» **What is needed**
Only the lines from the beginning of the data below through the line containing "use chrono::Utc;" belong in the response, each copied exactly.

Collection entries:
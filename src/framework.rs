// src/framework.rs
// DISCUSSION FRAMEWORK: research plan generation, refinement and review.
// The accepted framework is rendered to plan text for the moderator.

use crate::brain::GenerationService;
use crate::error::{FocusGroupError, Result};
use chrono::Utc;
use serde::de::DeserializeOwned;
use serde::{Deserialize, Serialize};
use serde_json::Value;
use std::fmt::Write as _;
use std::sync::Arc;
use tracing::{info, warn};

#[derive(Debug, Clone, Serialize, Deserialize, PartialEq, Default)]
#[serde(default)]
pub struct FrameworkPhase {
    pub name: String,
    pub objective: String,
    pub questions: Vec<String>,
}

#[derive(Debug, Clone, Serialize, Deserialize, PartialEq, Default)]
#[serde(default)]
pub struct ParticipantCriteria {
    pub demographics: Vec<String>,
    pub behaviors: Vec<String>,
    pub experiences: Vec<String>,
}

#[derive(Debug, Clone, Serialize, Deserialize, PartialEq, Default)]
#[serde(default)]
pub struct DiscussionFramework {
    pub research_objectives: Vec<String>,
    pub discussion_phases: Vec<FrameworkPhase>,
    pub key_questions: Vec<String>,
    pub participant_criteria: ParticipantCriteria,
    pub business_context: String,
    pub expected_insights: Vec<String>,
    pub success_metrics: Vec<String>,
    #[serde(skip_serializing_if = "Option::is_none")]
    pub generated_at: Option<String>,
    #[serde(skip_serializing_if = "Option::is_none")]
    pub refined_at: Option<String>,
    #[serde(skip_serializing_if = "Vec::is_empty")]
    pub notes: Vec<String>,
}

fn strings(items: &[&str]) -> Vec<String> {
    items.iter().map(|s| s.to_string()).collect()
}

fn phase(name: &str, objective: &str, questions: &[&str]) -> FrameworkPhase {
    FrameworkPhase {
        name: name.to_string(),
        objective: objective.to_string(),
        questions: strings(questions),
    }
}

impl DiscussionFramework {
    /// Four-phase framework used without a generation service.
    pub fn heuristic(topic_brief: &str, business_context: Option<&str>) -> Self {
        Self {
            research_objectives: strings(&[
                "Understand current behaviors and decision drivers",
                "Identify pain points and unmet needs",
                "Evaluate trust and credibility factors",
            ]),
            discussion_phases: vec![
                phase(
                    "Opening & Context",
                    "Warm-up and establish context",
                    &[
                        "Please introduce yourself and your relationship with the topic.",
                        "What comes to mind first when you think about this topic?",
                    ],
                ),
                phase(
                    "Experiences",
                    "Recent experiences and workflows",
                    &[
                        "Walk me through your most recent relevant experience.",
                        "What worked well and what didn't?",
                    ],
                ),
                phase(
                    "Deep Dive",
                    "Pain points and trade-offs",
                    &[
                        "What are the biggest challenges you face?",
                        "How do you weigh price, quality, and convenience?",
                    ],
                ),
                phase(
                    "Wrap-up",
                    "Synthesis and next steps",
                    &[
                        "What advice would you give others considering this?",
                        "What change would have the biggest impact?",
                    ],
                ),
            ],
            key_questions: strings(&[
                "What drives your decisions?",
                "Where do you find trustworthy information?",
                "What trade-offs do you commonly make?",
            ]),
            participant_criteria: ParticipantCriteria {
                demographics: strings(&["18-45", "Urban/Semi-urban"]),
                behaviors: strings(&["Recent relevant purchase/usage", "Online research"]),
                experiences: strings(&["At least one recent journey in last 60 days"]),
            },
            business_context: business_context
                .filter(|c| !c.trim().is_empty())
                .unwrap_or(topic_brief)
                .to_string(),
            expected_insights: strings(&["Decision drivers", "Barriers", "Trust signals"]),
            success_metrics: strings(&["Rich stories", "Clear themes", "Actionable opportunities"]),
            generated_at: Some(Utc::now().to_rfc3339()),
            refined_at: None,
            notes: Vec::new(),
        }
    }

    /// Drops phases without questions. `None` if nothing usable remains.
    fn coerced(mut self) -> Option<Self> {
        for p in &mut self.discussion_phases {
            p.questions.retain(|q| !q.trim().is_empty());
        }
        self.discussion_phases
            .retain(|p| !p.name.trim().is_empty() && !p.questions.is_empty());
        if self.discussion_phases.is_empty() {
            None
        } else {
            Some(self)
        }
    }

    /// Markdown plan handed to the moderator and coordinator.
    pub fn plan_text(&self) -> String {
        let mut out = String::from("# Discussion Plan\n");
        if !self.business_context.is_empty() {
            let _ = writeln!(out, "\nContext: {}", self.business_context);
        }
        if !self.research_objectives.is_empty() {
            out.push_str("\n## Objectives\n");
            for o in &self.research_objectives {
                let _ = writeln!(out, "- {}", o);
            }
        }
        for (i, p) in self.discussion_phases.iter().enumerate() {
            let _ = writeln!(out, "\n## Phase {}: {}", i + 1, p.name);
            if !p.objective.is_empty() {
                let _ = writeln!(out, "Goal: {}", p.objective);
            }
            for q in &p.questions {
                let _ = writeln!(out, "- {}", q);
            }
        }
        if !self.key_questions.is_empty() {
            out.push_str("\n## Key Questions\n");
            for q in &self.key_questions {
                let _ = writeln!(out, "- {}", q);
            }
        }
        out
    }
}

#[derive(Debug, Clone, Serialize, Deserialize, PartialEq)]
pub struct FrameworkValidation {
    pub score: u8,
    #[serde(default)]
    pub strengths: Vec<String>,
    #[serde(default)]
    pub risks: Vec<String>,
    #[serde(default)]
    pub recommendations: Vec<String>,
}

impl FrameworkValidation {
    fn heuristic() -> Self {
        Self {
            score: 70,
            strengths: strings(&["Clear phases", "Action-oriented questions"]),
            risks: strings(&["Might need more participant diversity"]),
            recommendations: strings(&["Add success metrics tied to business goals"]),
        }
    }

    fn from_document(doc: &Value) -> Option<Self> {
        let score = doc.get("score")?.as_f64()?.clamp(0.0, 100.0).round() as u8;
        let list = |key: &str| -> Vec<String> {
            doc.get(key)
                .and_then(|v| serde_json::from_value::<Vec<String>>(v.clone()).ok())
                .unwrap_or_default()
        };
        Some(Self {
            score,
            strengths: list("strengths"),
            risks: list("risks"),
            recommendations: list("recommendations"),
        })
    }
}

pub struct FrameworkAgent {
    brain: Arc<dyn GenerationService>,
    llm_only: bool,
}

impl FrameworkAgent {
    pub fn new(brain: Arc<dyn GenerationService>, llm_only: bool) -> Self {
        Self { brain, llm_only }
    }

    pub fn generate_framework(
        &self,
        topic_brief: &str,
        business_context: Option<&str>,
        research_goals: Option<&str>,
    ) -> Result<DiscussionFramework> {
        if topic_brief.trim().is_empty() {
            return Err(FocusGroupError::InvalidInput("topic brief is empty".into()));
        }
        let system = "You are a research strategist. Create a comprehensive focus group framework. \
                      Return STRICT JSON with keys: research_objectives (string[]), discussion_phases ({name, objective, questions[]}[]), \
                      key_questions (string[]), participant_criteria ({demographics: string[], behaviors: string[], experiences: string[]}), \
                      business_context (string), expected_insights (string[]), success_metrics (string[]).";
        let user = format!(
            "Topic brief: {}\nBusiness context (optional): {}\nResearch goals (optional): {}\n\
             Constraints: 3-5 objectives, 4-6 phases (each with 2-3 questions), 8-12 key questions total.",
            topic_brief,
            business_context.unwrap_or_default(),
            research_goals.unwrap_or_default()
        );

        let generated = self.structured::<DiscussionFramework>(system, &user, "framework object", "framework")?;
        match generated.and_then(DiscussionFramework::coerced) {
            Some(mut framework) => {
                framework.generated_at = Some(Utc::now().to_rfc3339());
                info!(phases = framework.discussion_phases.len(), "framework generated by service");
                Ok(framework)
            }
            None => self.fallback("framework", || DiscussionFramework::heuristic(topic_brief, business_context)),
        }
    }

    pub fn refine_framework(&self, framework: DiscussionFramework, instructions: &str) -> Result<DiscussionFramework> {
        let system = "Refine the given framework JSON according to the instructions. \
                      Return STRICT JSON preserving the original schema keys.";
        let user = format!(
            "Framework JSON:\n{}\n\nInstructions:\n{}",
            serde_json::to_string_pretty(&framework)?,
            instructions
        );

        let generated = self.structured::<DiscussionFramework>(system, &user, "framework object", "refinement")?;
        match generated.and_then(DiscussionFramework::coerced) {
            Some(mut refined) => {
                refined.generated_at = refined.generated_at.or(framework.generated_at);
                refined.refined_at = Some(Utc::now().to_rfc3339());
                Ok(refined)
            }
            None => self.fallback("refinement", move || {
                let mut manual = framework;
                manual.refined_at = Some(Utc::now().to_rfc3339());
                manual.notes.push(format!("Manual refinement requested: {}", instructions));
                manual
            }),
        }
    }

    pub fn validate_framework(&self, framework: &DiscussionFramework) -> Result<FrameworkValidation> {
        let system = "Evaluate the quality of a focus group framework. Return STRICT JSON with: \
                      score (0-100), strengths (string[]), risks (string[]), recommendations (string[]).";
        let user = format!("Framework JSON to evaluate:\n{}", serde_json::to_string_pretty(framework)?);

        let doc = self.structured::<Value>(system, &user, "{score:number}", "validation")?;
        match doc.as_ref().and_then(FrameworkValidation::from_document) {
            Some(v) => Ok(v),
            None => self.fallback("validation", FrameworkValidation::heuristic),
        }
    }

    /// `Ok(None)` when the service is off, failed or returned the wrong
    /// shape and a heuristic may stand in. LLM-only mode turns service
    /// failures into errors here.
    fn structured<T: DeserializeOwned>(
        &self,
        system: &str,
        user: &str,
        hint: &str,
        what: &str,
    ) -> Result<Option<T>> {
        if !self.brain.enabled() {
            return Ok(None);
        }
        match self.brain.generate_structured(system, user, Some(hint)) {
            Ok(doc) => match serde_json::from_value::<T>(doc) {
                Ok(parsed) => Ok(Some(parsed)),
                Err(e) => {
                    warn!(error = %e, what, "structured response did not match");
                    Ok(None)
                }
            },
            Err(e) if self.llm_only => Err(e.into()),
            Err(e) => {
                warn!(error = %e, what, "generation failed, using heuristic");
                Ok(None)
            }
        }
    }

    fn fallback<T>(&self, what: &str, build: impl FnOnce() -> T) -> Result<T> {
        if self.llm_only {
            return Err(if self.brain.enabled() {
                FocusGroupError::MalformedResponse(format!("unusable {} response", what))
            } else {
                FocusGroupError::ServiceUnavailable(format!("{} requires the generation service", what))
            });
        }
        Ok(build())
    }
}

» **Output below**
filename src/framework.rs
// src/framework.rs
// DISCUSSION FRAMEWORK: research plan generation, refinement and review.
// The accepted framework is rendered to plan text for the moderator.

use crate::brain::GenerationService;
use crate::error::{FocusGroupError, Result};
use chrono::Utc;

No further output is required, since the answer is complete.